The Patients Association helpline has received calls from patients whose planned operations had been cancelled without a new date.
‘Why are patients having to suffer in order to balance the books?’ said Katherine Murphy, its chief executive. ‘I would say to the NHS, think again and think hard, don’t make patients the victims of budget cuts and save the money elsewhere.’
•Meanwhile, Swine flu: has gridlocked the NHS. Hospitals across the country have reached the highest level of emergency. Dozens of NHS units have cancelled surgery and clinics for outpatients because of flu and other winter viruses.

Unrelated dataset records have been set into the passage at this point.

use std::fs::{self, File, OpenOptions};
use std::io::{self, Seek, SeekFrom, Write};
use std::path::{Path, PathBuf};

use tracing::{info, warn};

use crate::error::StorageError;
use crate::format::OutputFormat;

const FILE_STEM: &str = "beacons";

/// Append-only sink with a size the caller watches for rotation.
pub trait StorageSink {
    fn append(&mut self, bytes: &[u8]) -> Result<(), StorageError>;

    /// Bytes in the current file, preamble included.
    fn size(&self) -> u64;

    /// Close the current file and start the next one.
    fn rotate(&mut self) -> Result<(), StorageError>;
}

fn io_err(path: &Path) -> impl FnOnce(io::Error) -> StorageError + '_ {
    move |source| StorageError::Io { path: path.display().to_string(), source }
}

trait Truncate: Write {
    fn truncate_to(&mut self, len: u64) -> io::Result<()>;
}

impl Truncate for File {
    fn truncate_to(&mut self, len: u64) -> io::Result<()> {
        self.set_len(len)?;
        self.seek(SeekFrom::Start(len))?;
        Ok(())
    }
}

/// Write `bytes` as one record at offset `at`. A partial write is cut away
/// so the output ends where it did before the call.
fn write_record<W: Truncate>(out: &mut W, at: u64, bytes: &[u8]) -> io::Result<()> {
    let res = out.write_all(bytes).and_then(|_| out.flush());
    if res.is_err() {
        if let Err(e) = out.truncate_to(at) {
            warn!("Cannot cut back partial record: {e}");
        }
    }
    res
}

/// Numbered capture files (`beacons_0001.pcap`, ...) in one directory.
///
/// Records go straight to the file, unbuffered, so every successful append
/// is on disk and a failed one leaves nothing behind.
pub struct FileStorage {
    dir: PathBuf,
    format: OutputFormat,
    index: u32,
    path: PathBuf,
    file: Option<File>,
    size: u64,
}

impl FileStorage {
    /// Create `dir` if needed and open the first file numbered after any
    /// capture already there.
    pub fn open(dir: impl Into<PathBuf>, format: OutputFormat) -> Result<Self, StorageError> {
        let dir = dir.into();
        fs::create_dir_all(&dir).map_err(io_err(&dir))?;
        let index = last_index(&dir, format).map_err(io_err(&dir))?;
        let mut storage = Self { dir, format, index, path: PathBuf::new(), file: None, size: 0 };
        storage.open_next()?;
        Ok(storage)
    }

    pub fn path(&self) -> &Path {
        &self.path
    }

    fn open_next(&mut self) -> Result<(), StorageError> {
        self.index += 1;
        let path = self.dir.join(format!("{FILE_STEM}_{:04}.{}", self.index, self.format.extension()));
        let mut file = OpenOptions::new().write(true).create_new(true).open(&path).map_err(io_err(&path))?;
        let preamble = self.format.file_preamble();
        write_record(&mut file, 0, &preamble).map_err(io_err(&path))?;

        info!("Opened capture file {:?}", path);
        self.size = preamble.len() as u64;
        self.file = Some(file);
        self.path = path;
        Ok(())
    }

    pub fn close(&mut self) -> Result<(), StorageError> {
        if let Some(f) = self.file.take() {
            f.sync_all().map_err(io_err(&self.path))?;
        }
        Ok(())
    }
}

impl StorageSink for FileStorage {
    fn append(&mut self, bytes: &[u8]) -> Result<(), StorageError> {
        let f = self.file.as_mut().ok_or(StorageError::NotOpen)?;
        write_record(f, self.size, bytes).map_err(io_err(&self.path))?;
        self.size += bytes.len() as u64;
        Ok(())
    }

    fn size(&self) -> u64 {
        self.size
    }

    fn rotate(&mut self) -> Result<(), StorageError> {
        self.close()?;
        self.open_next()
    }
}

impl Drop for FileStorage {
    fn drop(&mut self) {
        let _ = self.close();
    }
}

/// Highest `beacons_NNNN.<ext>` index already present in `dir`.
fn last_index(dir: &Path, format: OutputFormat) -> std::io::Result<u32> {
    let suffix = format!(".{}", format.extension());
    let prefix = format!("{FILE_STEM}_");
    let mut max = 0;
    for entry in fs::read_dir(dir)? {
        let name = entry?.file_name();
        let Some(name) = name.to_str() else { continue };
        let n = name
            .strip_prefix(&prefix)
            .and_then(|s| s.strip_suffix(&suffix))
            .and_then(|n| n.parse::<u32>().ok());
        if let Some(n) = n {
            max = max.max(n);
        }
    }
    Ok(max)
}

/// In-memory sink, for tests and dry runs. Each rotation starts a new buffer.
#[derive(Debug, Default)]
pub struct MemoryStorage {
    pub files: Vec<Vec<u8>>,
    preamble: Vec<u8>,
    pub fail_writes: bool,
}

impl MemoryStorage {
    pub fn new(format: OutputFormat) -> Self {
        let preamble = format.file_preamble();
        Self { files: vec![preamble.clone()], preamble, fail_writes: false }
    }

    pub fn current(&self) -> &[u8] {
        self.files.last().map(Vec::as_slice).unwrap_or(&[])
    }
}

impl StorageSink for MemoryStorage {
    fn append(&mut self, bytes: &[u8]) -> Result<(), StorageError> {
        if self.fail_writes {
            return Err(StorageError::Io {
                path: "<memory>".into(),
                source: io::Error::new(io::ErrorKind::Other, "write refused"),
            });
        }
        match self.files.last_mut() {
            Some(f) => f.extend_from_slice(bytes),
            None => return Err(StorageError::NotOpen),
        }
        Ok(())
    }

    fn size(&self) -> u64 {
        self.current().len() as u64
    }

    fn rotate(&mut self) -> Result<(), StorageError> {
        self.files.push(self.preamble.clone());
        Ok(())
    }
}

#[cfg(test)]
mod tests {
    use super::*;
    use crate::format::PCAP_GLOBAL_HEADER_LEN;

    fn scratch_dir(name: &str) -> PathBuf {
        let dir = std::env::temp_dir().join(format!("beaconcap-{}-{}", name, std::process::id()));
        let _ = fs::remove_dir_all(&dir);
        dir
    }

    #[test]
    fn pcap_file_starts_with_global_header() {
        let dir = scratch_dir("pcap");
        let mut s = FileStorage::open(&dir, OutputFormat::Pcap).unwrap();
        assert_eq!(s.size(), PCAP_GLOBAL_HEADER_LEN as u64);
        s.append(&[1, 2, 3]).unwrap();
        assert_eq!(s.size(), PCAP_GLOBAL_HEADER_LEN as u64 + 3);
        let path = s.path().to_path_buf();
        drop(s);

        let bytes = fs::read(&path).unwrap();
        assert_eq!(path.file_name().unwrap(), "beacons_0001.pcap");
        assert_eq!(&bytes[..4], &[0xd4, 0xc3, 0xb2, 0xa1]);
        assert_eq!(&bytes[PCAP_GLOBAL_HEADER_LEN..], &[1, 2, 3]);
        fs::remove_dir_all(&dir).unwrap();
    }

    #[test]
    fn rotation_numbers_files() {
        let dir = scratch_dir("rotate");
        let mut s = FileStorage::open(&dir, OutputFormat::Csv).unwrap();
        assert_eq!(s.size(), 0);
        s.append(b"a,b\n").unwrap();
        s.rotate().unwrap();
        assert_eq!(s.size(), 0);
        assert_eq!(s.path().file_name().unwrap(), "beacons_0002.csv");
        s.append(b"c,d\n").unwrap();
        drop(s);

        assert_eq!(fs::read(dir.join("beacons_0001.csv")).unwrap(), b"a,b\n");
        assert_eq!(fs::read(dir.join("beacons_0002.csv")).unwrap(), b"c,d\n");
        fs::remove_dir_all(&dir).unwrap();
    }

    #[test]
    fn reopen_does_not_overwrite() {
        let dir = scratch_dir("reopen");
        drop(FileStorage::open(&dir, OutputFormat::Csv).unwrap());
        fs::write(dir.join("beacons_0007.csv"), b"old").unwrap();
        let s = FileStorage::open(&dir, OutputFormat::Csv).unwrap();
        assert_eq!(s.path().file_name().unwrap(), "beacons_0008.csv");
        drop(s);
        assert_eq!(fs::read(dir.join("beacons_0007.csv")).unwrap(), b"old");
        fs::remove_dir_all(&dir).unwrap();
    }

    /// Accepts `room` more bytes, then fails like a full disk.
    struct Cramped<W> {
        inner: W,
        room: usize,
    }

    impl<W: Write> Write for Cramped<W> {
        fn write(&mut self, buf: &[u8]) -> io::Result<usize> {
            if self.room == 0 {
                return Err(io::Error::new(io::ErrorKind::Other, "no space left on device"));
            }
            let n = buf.len().min(self.room);
            self.inner.write_all(&buf[..n])?;
            self.room -= n;
            Ok(n)
        }

        fn flush(&mut self) -> io::Result<()> {
            self.inner.flush()
        }
    }

    impl<W: Truncate> Truncate for Cramped<W> {
        fn truncate_to(&mut self, len: u64) -> io::Result<()> {
            self.inner.truncate_to(len)
        }
    }

    #[test]
    fn failed_write_leaves_no_trace() {
        let dir = scratch_dir("full");
        fs::create_dir_all(&dir).unwrap();
        let path = dir.join("beacons_0001.pcap");
        let file = OpenOptions::new().write(true).create_new(true).open(&path).unwrap();
        let mut out = Cramped { inner: file, room: 30 };

        write_record(&mut out, 0, &[0x11; 24]).unwrap();
        assert!(write_record(&mut out, 24, &[0xaa; 5000]).is_err());
        assert_eq!(fs::read(&path).unwrap(), vec![0x11; 24]);

        out.room = 100;
        write_record(&mut out, 24, &[0x22; 10]).unwrap();
        drop(out);
        let bytes = fs::read(&path).unwrap();
        assert_eq!(bytes.len(), 34);
        assert_eq!(&bytes[24..], &[0x22; 10]);
        assert!(!bytes.contains(&0xaa));
        fs::remove_dir_all(&dir).unwrap();
    }

    #[test]
    fn size_tracks_file_length() {
        let dir = scratch_dir("size");
        let mut s = FileStorage::open(&dir, OutputFormat::Pcap).unwrap();
        s.append(&[7; 100]).unwrap();
        s.append(&[8; 5]).unwrap();
        assert_eq!(fs::metadata(s.path()).unwrap().len(), s.size());
        drop(s);
        fs::remove_dir_all(&dir).unwrap();
    }

    #[test]
    fn closed_storage_refuses_appends() {
        let dir = scratch_dir("closed");
        let mut s = FileStorage::open(&dir, OutputFormat::Csv).unwrap();
        s.close().unwrap();
        assert!(matches!(s.append(b"x\n"), Err(StorageError::NotOpen)));
        assert_eq!(s.size(), 0);
        drop(s);
        fs::remove_dir_all(&dir).unwrap();
    }

    #[test]
    fn memory_rotation() {
        let mut m = MemoryStorage::new(OutputFormat::Pcap);
        m.append(&[9; 10]).unwrap();
        assert_eq!(m.size(), 34);
        m.rotate().unwrap();
        assert_eq!(m.files.len(), 2);
        assert_eq!(m.size(), 24);
    }
}
//! pcap records (raw frame, verbatim) or header-less CSV rows. All pcap
//! integers are little-endian.

use clap::ValueEnum;

use crate::beacon::{BeaconRecord, CaptureTime};
use crate::error::FormatError;

pub const PCAP_MAGIC: u32 = 0xa1b2c3d4;
pub const PCAP_VERSION_MAJOR: u16 = 2;
pub const PCAP_VERSION_MINOR: u16 = 4;
pub const PCAP_SNAPLEN: u32 = 65535;
/// LINKTYPE_IEEE802_11_RADIOTAP.
pub const LINKTYPE_IEEE802_11_RADIOTAP: u32 = 127;
pub const PCAP_GLOBAL_HEADER_LEN: usize = 24;
pub const PCAP_RECORD_HEADER_LEN: usize = 16;

pub const CSV_DELIMITER: u8 = b',';

/// Column names of a CSV row, in order. Rows are written without a header.
pub const CSV_COLUMNS: [&str; 18] = [
    "timestamp", "source", "bssid", "vendor", "channel", "rssi", "beacon_interval_ms",
    "privacy", "short_preamble", "pbcc", "channel_agility", "spectrum_mgmt", "qos",
    "short_slot", "apsd", "radio_measurement", "encryption", "rates",
];

#[derive(Debug, Clone, Copy, PartialEq, Eq, ValueEnum)]
pub enum OutputFormat {
    Pcap,
    Csv,
}

impl OutputFormat {
    pub fn extension(self) -> &'static str {
        match self {
            OutputFormat::Pcap => "pcap",
            OutputFormat::Csv  => "csv",
        }
    }

    /// Bytes every new output file must start with.
    pub fn file_preamble(self) -> Vec<u8> {
        match self {
            OutputFormat::Pcap => PcapGlobalHeader::default().to_bytes().to_vec(),
            OutputFormat::Csv  => Vec::new(),
        }
    }
}

// ─── pcap headers ─────────────────────────────────────────────────────────────

#[derive(Debug, Clone, Copy, PartialEq, Eq)]
pub struct PcapGlobalHeader {
    pub magic: u32,
    pub version_major: u16,
    pub version_minor: u16,
    pub thiszone: i32,
    pub sigfigs: u32,
    pub snaplen: u32,
    pub network: u32,
}

impl Default for PcapGlobalHeader {
    fn default() -> Self {
        Self {
            magic: PCAP_MAGIC,
            version_major: PCAP_VERSION_MAJOR,
            version_minor: PCAP_VERSION_MINOR,
            thiszone: 0,
            sigfigs: 0,
            snaplen: PCAP_SNAPLEN,
            network: LINKTYPE_IEEE802_11_RADIOTAP,
        }
    }
}

impl PcapGlobalHeader {
    pub fn to_bytes(&self) -> [u8; PCAP_GLOBAL_HEADER_LEN] {
        let mut b = [0u8; PCAP_GLOBAL_HEADER_LEN];
        b[0..4].copy_from_slice(&self.magic.to_le_bytes());
        b[4..6].copy_from_slice(&self.version_major.to_le_bytes());
        b[6..8].copy_from_slice(&self.version_minor.to_le_bytes());
        b[8..12].copy_from_slice(&self.thiszone.to_le_bytes());
        b[12..16].copy_from_slice(&self.sigfigs.to_le_bytes());
        b[16..20].copy_from_slice(&self.snaplen.to_le_bytes());
        b[20..24].copy_from_slice(&self.network.to_le_bytes());
        b
    }
}

#[derive(Debug, Clone, Copy, PartialEq, Eq)]
pub struct PcapRecordHeader {
    pub ts_sec: u32,
    pub ts_usec: u32,
    pub incl_len: u32,
    pub orig_len: u32,
}

impl PcapRecordHeader {
    /// Header for an untruncated frame: `incl_len == orig_len == len`.
    pub fn for_frame(at: CaptureTime, len: usize) -> Result<Self, FormatError> {
        let len = u32::try_from(len).map_err(|_| FormatError::FrameTooLarge { len })?;
        Ok(Self { ts_sec: at.secs, ts_usec: at.usecs, incl_len: len, orig_len: len })
    }

    pub fn to_bytes(&self) -> [u8; PCAP_RECORD_HEADER_LEN] {
        let mut b = [0u8; PCAP_RECORD_HEADER_LEN];
        b[0..4].copy_from_slice(&self.ts_sec.to_le_bytes());
        b[4..8].copy_from_slice(&self.ts_usec.to_le_bytes());
        b[8..12].copy_from_slice(&self.incl_len.to_le_bytes());
        b[12..16].copy_from_slice(&self.orig_len.to_le_bytes());
        b
    }
}

// ─── Formatter ────────────────────────────────────────────────────────────────

/// Renders records in the one encoding chosen at construction.
#[derive(Debug, Clone, Copy)]
pub struct RecordFormatter {
    format: OutputFormat,
}

impl RecordFormatter {
    pub fn new(format: OutputFormat) -> Self {
        Self { format }
    }

    /// Append the encoding of `record` (and, for pcap, its `raw` frame) to `out`.
    pub fn encode(&self, record: &BeaconRecord, raw: &[u8], out: &mut Vec<u8>) -> Result<(), FormatError> {
        match self.format {
            OutputFormat::Pcap => encode_pcap(record, raw, out),
            OutputFormat::Csv  => encode_csv(record, out),
        }
    }
}

fn encode_pcap(record: &BeaconRecord, raw: &[u8], out: &mut Vec<u8>) -> Result<(), FormatError> {
    let hdr = PcapRecordHeader::for_frame(record.captured_at, raw.len())?;
    out.extend_from_slice(&hdr.to_bytes());
    out.extend_from_slice(raw);
    Ok(())
}

fn flag(set: bool) -> &'static str {
    if set { "1" } else { "0" }
}

/// Row fields in [`CSV_COLUMNS`] order.
pub fn csv_fields(record: &BeaconRecord) -> Vec<String> {
    let mut fields = Vec::with_capacity(CSV_COLUMNS.len());
    fields.push(record.captured_at.to_string());
    fields.push(record.source.to_string());
    fields.push(record.bssid.to_string());
    fields.push(record.vendor.to_string());
    fields.push(record.channel.to_string());
    fields.push(record.rssi.to_string());
    fields.push(record.beacon_interval_ms().to_string());
    fields.extend(record.capabilities.iter().map(|(_, set)| flag(set).to_string()));
    fields.push(record.encryption.to_string());
    fields.push(record.rates_text());
    fields
}

fn encode_csv(record: &BeaconRecord, out: &mut Vec<u8>) -> Result<(), FormatError> {
    let mut wtr = csv::WriterBuilder::new()
        .has_headers(false)
        .delimiter(CSV_DELIMITER)
        .quote_style(csv::QuoteStyle::Necessary)
        .from_writer(out);
    wtr.write_record(csv_fields(record))?;
    wtr.flush()?;
    Ok(())
}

At least 10 major centres issued ‘black alerts’ meaning they were at breaking point, forcing patients to be sent elsewhere
Scores of hospital wards closed due to norovirus, the winter vomiting bug, which put more than 1,200 beds out of use in one week as nurses attempted to isolate the disease.
John Heyworth, the president of the College of Emergency Medicine, said: ‘We have seen A&Es absolutely overwhelmed, with people queuing on trolleys and long delays even for those being admitted to intensive care.
He expressed anger about the failure of Government and the NHS to develop sufficient contingency plans, given that a flu outbreak was widely anticipated following the swine flu pandemic in 2009.
‘My frustration is that so much of this is predictable. This did not come out of the blue and yet the planning is inadequate — as though there is a sense of denial about it. The planning this winter has been far less effective than last year.”
Heyworth claimed casualty units had been hit by a ‘dramatic surge’ in demand not just because of an increase in the number of very sick patients suffering flu complications, but also because less serious cases went to A&E because they could not see a GP at evenings or weekends.
Defending the governments position, Professor Bruce Keogh, the NHS’s medical director said, ‘We would not recommend creating definitive lists of ineffective or inefficient procedures without a clear consensus from clinicians who are experts in the field,’ he added.
NHS leaders hope to agree with specialist groups of doctors and surgeons which effective operations the NHS should fund and which ineffective ones should be withdrawn, Keogh added.
‘This provides the opportunity to direct taxpayers’ money towards effective rather than ineffective treatments.’